# [HOW TO COMPLETE THIS TASK]
Your task is to work out how many lines in the data that follows hold "response" and to state that number alone.

*** EXERCISE DATA ***

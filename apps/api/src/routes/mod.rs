pub mod health;

use axum::{
    routing::{delete, get, post, put},
    Router,
};

use crate::assistant::handlers as assistant;
use crate::render::handlers as render;
use crate::sections::handlers as sections;
use crate::state::AppState;
use crate::store::handlers as store;

pub fn build_router(state: AppState) -> Router {
    Router::new()
        .route("/health", get(health::health_handler))
        // Catalogue
        .route("/api/v1/templates", get(render::handle_list_templates))
        .route("/api/v1/sections/types/:type", get(sections::handle_section_type))
        // Documents
        .route(
            "/api/v1/documents",
            get(store::handle_list_documents).post(store::handle_create_document),
        )
        .route(
            "/api/v1/documents/:id",
            get(store::handle_get_document)
                .put(store::handle_update_document)
                .delete(store::handle_delete_document),
        )
        .route(
            "/api/v1/documents/:id/duplicate",
            post(store::handle_duplicate_document),
        )
        .route("/api/v1/documents/:id/preview", get(render::handle_preview))
        .route(
            "/api/v1/documents/:id/preview.html",
            get(render::handle_preview_html),
        )
        // Current document
        .route(
            "/api/v1/current",
            get(store::handle_get_current).put(store::handle_set_current),
        )
        .route(
            "/api/v1/current/sections",
            put(store::handle_reorder_sections).post(store::handle_add_section),
        )
        .route(
            "/api/v1/current/sections/move",
            post(store::handle_move_section),
        )
        .route(
            "/api/v1/current/sections/:section_id",
            delete(store::handle_remove_section),
        )
        .route(
            "/api/v1/current/sections/:section_id/data",
            put(store::handle_update_section_data),
        )
        .route(
            "/api/v1/current/sections/:section_id/visibility",
            post(store::handle_toggle_visibility),
        )
        // Assistant
        .route(
            "/api/v1/assistant/messages",
            post(assistant::handle_message),
        )
        .route(
            "/api/v1/assistant/prompts",
            get(assistant::handle_quick_prompts),
        )
        .with_state(state)
}

#[cfg(test)]
mod tests {
    use std::sync::{Arc, Mutex};

    use async_trait::async_trait;
    use axum::{
        body::Body,
        http::{Method, Request, StatusCode},
        Router,
    };
    use serde_json::{json, Value};
    use tower::ServiceExt;

    use super::build_router;
    use crate::assistant::client::LlmError;
    use crate::assistant::AssistantBackend;
    use crate::state::AppState;
    use crate::store::storage::MemoryStorage;
    use crate::store::DocumentStore;

    /// Echoes a canned reply and records the prompt it was given.
    #[derive(Default)]
    struct CannedAssistant {
        prompts: Mutex<Vec<String>>,
    }

    #[async_trait]
    impl AssistantBackend for CannedAssistant {
        async fn complete(&self, prompt: &str, _system: &str) -> Result<String, LlmError> {
            self.prompts.lock().unwrap().push(prompt.to_string());
            Ok("Lead with measurable outcomes.".to_string())
        }
    }

    fn app() -> Router {
        let store = DocumentStore::load(Box::new(MemoryStorage::new()));
        build_router(AppState::new(store, None))
    }

    async fn send(app: &Router, method: Method, uri: &str, body: Option<Value>) -> (StatusCode, Value) {
        let request = Request::builder().method(method).uri(uri);
        let request = match body {
            Some(body) => request
                .header("content-type", "application/json")
                .body(Body::from(body.to_string())),
            None => request.body(Body::empty()),
        }
        .unwrap();
        let response = app.clone().oneshot(request).await.unwrap();
        let status = response.status();
        let bytes = axum::body::to_bytes(response.into_body(), usize::MAX).await.unwrap();
        let body = if bytes.is_empty() {
            Value::Null
        } else {
            serde_json::from_slice(&bytes).unwrap_or_else(|_| Value::String(String::from_utf8_lossy(&bytes).into_owned()))
        };
        (status, body)
    }

    async fn create(app: &Router) -> Value {
        let (status, doc) = send(app, Method::POST, "/api/v1/documents", None).await;
        assert_eq!(status, StatusCode::CREATED);
        doc
    }

    #[tokio::test]
    async fn test_health() {
        let (status, body) = send(&app(), Method::GET, "/health", None).await;
        assert_eq!(status, StatusCode::OK);
        assert_eq!(body["status"], "ok");
        assert_eq!(body["service"], "folio-api");
    }

    #[tokio::test]
    async fn test_create_list_and_current() {
        let app = app();
        let doc = create(&app).await;
        assert_eq!(doc["title"], "Untitled Resume");
        assert_eq!(doc["templateId"], "minimal");
        assert_eq!(doc["themeSettings"]["accentColor"], "#7C5CFF");
        assert_eq!(doc["sections"].as_array().unwrap().len(), 5);

        let (_, list) = send(&app, Method::GET, "/api/v1/documents", None).await;
        assert_eq!(list.as_array().unwrap().len(), 1);

        let (_, current) = send(&app, Method::GET, "/api/v1/current", None).await;
        assert_eq!(current["id"], doc["id"]);

        let (status, cleared) = send(&app, Method::PUT, "/api/v1/current", Some(json!({ "id": null }))).await;
        assert_eq!(status, StatusCode::OK);
        assert!(cleared["document"].is_null());

        let (status, _) = send(
            &app,
            Method::PUT,
            "/api/v1/current",
            Some(json!({ "id": "00000000-0000-0000-0000-000000000001" })),
        )
        .await;
        assert_eq!(status, StatusCode::NOT_FOUND);
    }

    #[tokio::test]
    async fn test_update_document_replaces_and_stamps() {
        let app = app();
        let mut doc = create(&app).await;
        let id = doc["id"].as_str().unwrap().to_string();
        doc["title"] = json!("Staff Engineer");
        doc["templateId"] = json!("modern");

        let (status, updated) = send(&app, Method::PUT, &format!("/api/v1/documents/{id}"), Some(doc.clone())).await;
        assert_eq!(status, StatusCode::OK);
        assert_eq!(updated["title"], "Staff Engineer");
        assert_eq!(updated["templateId"], "modern");
        assert_eq!(updated["createdAt"], doc["createdAt"]);
        assert_ne!(updated["updatedAt"], doc["updatedAt"]);

        doc["sections"][1]["id"] = json!("contact");
        let (status, body) = send(&app, Method::PUT, &format!("/api/v1/documents/{id}"), Some(doc)).await;
        assert_eq!(status, StatusCode::BAD_REQUEST);
        assert_eq!(body["error"]["code"], "VALIDATION_ERROR");
    }

    #[tokio::test]
    async fn test_unknown_document_is_404() {
        let app = app();
        let missing = "/api/v1/documents/00000000-0000-0000-0000-000000000009";
        let (status, body) = send(&app, Method::GET, missing, None).await;
        assert_eq!(status, StatusCode::NOT_FOUND);
        assert_eq!(body["error"]["code"], "NOT_FOUND");
        let (status, _) = send(&app, Method::DELETE, missing, None).await;
        assert_eq!(status, StatusCode::NOT_FOUND);
        let (status, _) = send(&app, Method::POST, &format!("{missing}/duplicate"), None).await;
        assert_eq!(status, StatusCode::NOT_FOUND);
    }

    #[tokio::test]
    async fn test_duplicate_and_delete() {
        let app = app();
        let doc = create(&app).await;
        let id = doc["id"].as_str().unwrap();

        let (status, copy) = send(&app, Method::POST, &format!("/api/v1/documents/{id}/duplicate"), None).await;
        assert_eq!(status, StatusCode::CREATED);
        assert_ne!(copy["id"], doc["id"]);
        assert_eq!(copy["title"], "Untitled Resume (Copy)");
        assert_eq!(copy["sections"], doc["sections"]);

        let (status, _) = send(&app, Method::DELETE, &format!("/api/v1/documents/{id}"), None).await;
        assert_eq!(status, StatusCode::NO_CONTENT);
        let (_, current) = send(&app, Method::GET, "/api/v1/current", None).await;
        assert!(current["id"].is_null());
    }

    #[tokio::test]
    async fn test_section_data_is_normalized() {
        let app = app();
        create(&app).await;

        let (status, section) = send(
            &app,
            Method::PUT,
            "/api/v1/current/sections/experience/data",
            Some(json!({ "items": [{ "company": "Acme", "position": "Engineer", "current": true }] })),
        )
        .await;
        assert_eq!(status, StatusCode::OK);
        let item = &section["data"]["items"][0];
        assert_eq!(item["company"], "Acme");
        assert!(!item["id"].as_str().unwrap().is_empty());

        let (status, body) = send(
            &app,
            Method::PUT,
            "/api/v1/current/sections/summary/data",
            Some(json!(["not", "a", "summary"])),
        )
        .await;
        assert_eq!(status, StatusCode::BAD_REQUEST);
        assert_eq!(body["error"]["code"], "VALIDATION_ERROR");

        let (status, _) = send(
            &app,
            Method::PUT,
            "/api/v1/current/sections/nope/data",
            Some(json!({})),
        )
        .await;
        assert_eq!(status, StatusCode::NOT_FOUND);
    }

    #[tokio::test]
    async fn test_section_ordering_endpoints() {
        let app = app();
        create(&app).await;

        let (status, doc) = send(
            &app,
            Method::POST,
            "/api/v1/current/sections/move",
            Some(json!({ "from": 4, "to": 0 })),
        )
        .await;
        assert_eq!(status, StatusCode::OK);
        assert_eq!(doc["sections"][0]["id"], "skills");
        assert_eq!(doc["sections"][0]["order"], 0);

        let (status, _) = send(
            &app,
            Method::POST,
            "/api/v1/current/sections/move",
            Some(json!({ "from": 0, "to": 7 })),
        )
        .await;
        assert_eq!(status, StatusCode::BAD_REQUEST);

        let (status, section) = send(&app, Method::POST, "/api/v1/current/sections/summary/visibility", None).await;
        assert_eq!(status, StatusCode::OK);
        assert_eq!(section["visible"], false);

        let (status, added) = send(
            &app,
            Method::POST,
            "/api/v1/current/sections",
            Some(json!({ "type": "projects" })),
        )
        .await;
        assert_eq!(status, StatusCode::CREATED);
        assert_eq!(added["title"], "Projects");
        assert_eq!(added["order"], 5);

        let (status, _) = send(
            &app,
            Method::POST,
            "/api/v1/current/sections",
            Some(json!({ "type": "awards" })),
        )
        .await;
        assert_eq!(status, StatusCode::BAD_REQUEST);

        let mut sections = doc["sections"].as_array().unwrap().clone();
        sections.reverse();
        let (status, reordered) = send(&app, Method::PUT, "/api/v1/current/sections", Some(json!(sections))).await;
        assert_eq!(status, StatusCode::OK);
        let orders: Vec<i64> = reordered["sections"]
            .as_array()
            .unwrap()
            .iter()
            .map(|s| s["order"].as_i64().unwrap())
            .collect();
        assert_eq!(orders, vec![0, 1, 2, 3, 4]);

        let (status, _) = send(&app, Method::DELETE, "/api/v1/current/sections/skills", None).await;
        assert_eq!(status, StatusCode::NO_CONTENT);
        let (status, _) = send(&app, Method::DELETE, "/api/v1/current/sections/skills", None).await;
        assert_eq!(status, StatusCode::NOT_FOUND);
    }

    #[tokio::test]
    async fn test_section_endpoints_need_current() {
        let app = app();
        let (status, body) = send(&app, Method::POST, "/api/v1/current/sections/summary/visibility", None).await;
        assert_eq!(status, StatusCode::NOT_FOUND);
        assert_eq!(body["error"]["message"], "No current document");
    }

    #[tokio::test]
    async fn test_preview_endpoints() {
        let app = app();
        let doc = create(&app).await;
        let id = doc["id"].as_str().unwrap();

        let (status, tree) = send(&app, Method::GET, &format!("/api/v1/documents/{id}/preview"), None).await;
        assert_eq!(status, StatusCode::OK);
        assert_eq!(tree["kind"], "element");
        assert_eq!(tree["attrs"]["id"], "cv-preview");
        assert_eq!(tree["attrs"]["data-template"], "minimal");

        let (status, html) = send(&app, Method::GET, &format!("/api/v1/documents/{id}/preview.html"), None).await;
        assert_eq!(status, StatusCode::OK);
        let html = html.as_str().unwrap();
        assert!(html.starts_with("<!DOCTYPE html>"));
        assert!(html.contains("id=\"cv-preview\""));
        assert!(html.contains("Your Name"));
    }

    #[tokio::test]
    async fn test_catalogue_endpoints() {
        let app = app();
        let (_, templates) = send(&app, Method::GET, "/api/v1/templates", None).await;
        let ids: Vec<&str> = templates
            .as_array()
            .unwrap()
            .iter()
            .map(|t| t["id"].as_str().unwrap())
            .collect();
        assert_eq!(ids, vec!["minimal", "modern", "creative"]);

        let (status, facet) = send(&app, Method::GET, "/api/v1/sections/types/skills", None).await;
        assert_eq!(status, StatusCode::OK);
        assert_eq!(facet["defaultData"], json!({ "items": [] }));
        assert_eq!(facet["editor"]["implemented"], true);

        let (status, facet) = send(&app, Method::GET, "/api/v1/sections/types/awards", None).await;
        assert_eq!(status, StatusCode::OK);
        assert_eq!(facet["editor"]["implemented"], false);
        assert_eq!(facet["editor"]["notice"], "Section type not implemented");
    }

    #[tokio::test]
    async fn test_assistant_unavailable_without_backend() {
        let app = app();
        let (status, body) = send(
            &app,
            Method::POST,
            "/api/v1/assistant/messages",
            Some(json!({ "message": "Help" })),
        )
        .await;
        assert_eq!(status, StatusCode::SERVICE_UNAVAILABLE);
        assert_eq!(body["error"]["code"], "ASSISTANT_UNAVAILABLE");

        let (_, prompts) = send(&app, Method::GET, "/api/v1/assistant/prompts", None).await;
        assert_eq!(prompts.as_array().unwrap().len(), 6);
        assert_eq!(prompts[0]["title"], "Improve Summary");
    }

    #[tokio::test]
    async fn test_assistant_sends_current_document() {
        let backend = Arc::new(CannedAssistant::default());
        let store = DocumentStore::load(Box::new(MemoryStorage::new()));
        let assistant: Arc<dyn AssistantBackend> = backend.clone();
        let app = build_router(AppState::new(store, Some(assistant)));
        create(&app).await;
        send(
            &app,
            Method::PUT,
            "/api/v1/current/sections/contact/data",
            Some(json!({ "fullName": "Katherine Johnson" })),
        )
        .await;

        let (status, body) = send(
            &app,
            Method::POST,
            "/api/v1/assistant/messages",
            Some(json!({ "message": "Improve my summary" })),
        )
        .await;
        assert_eq!(status, StatusCode::OK);
        assert_eq!(body["reply"], "Lead with measurable outcomes.");
        let prompts = backend.prompts.lock().unwrap();
        assert_eq!(prompts.len(), 1);
        assert!(prompts[0].contains("Katherine Johnson"));

        drop(prompts);
        let (status, _) = send(
            &app,
            Method::POST,
            "/api/v1/assistant/messages",
            Some(json!({ "message": "   " })),
        )
        .await;
        assert_eq!(status, StatusCode::BAD_REQUEST);
    }
}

*** End of EXERCISE DATA ***

# [FINISHED EXERCISE]
3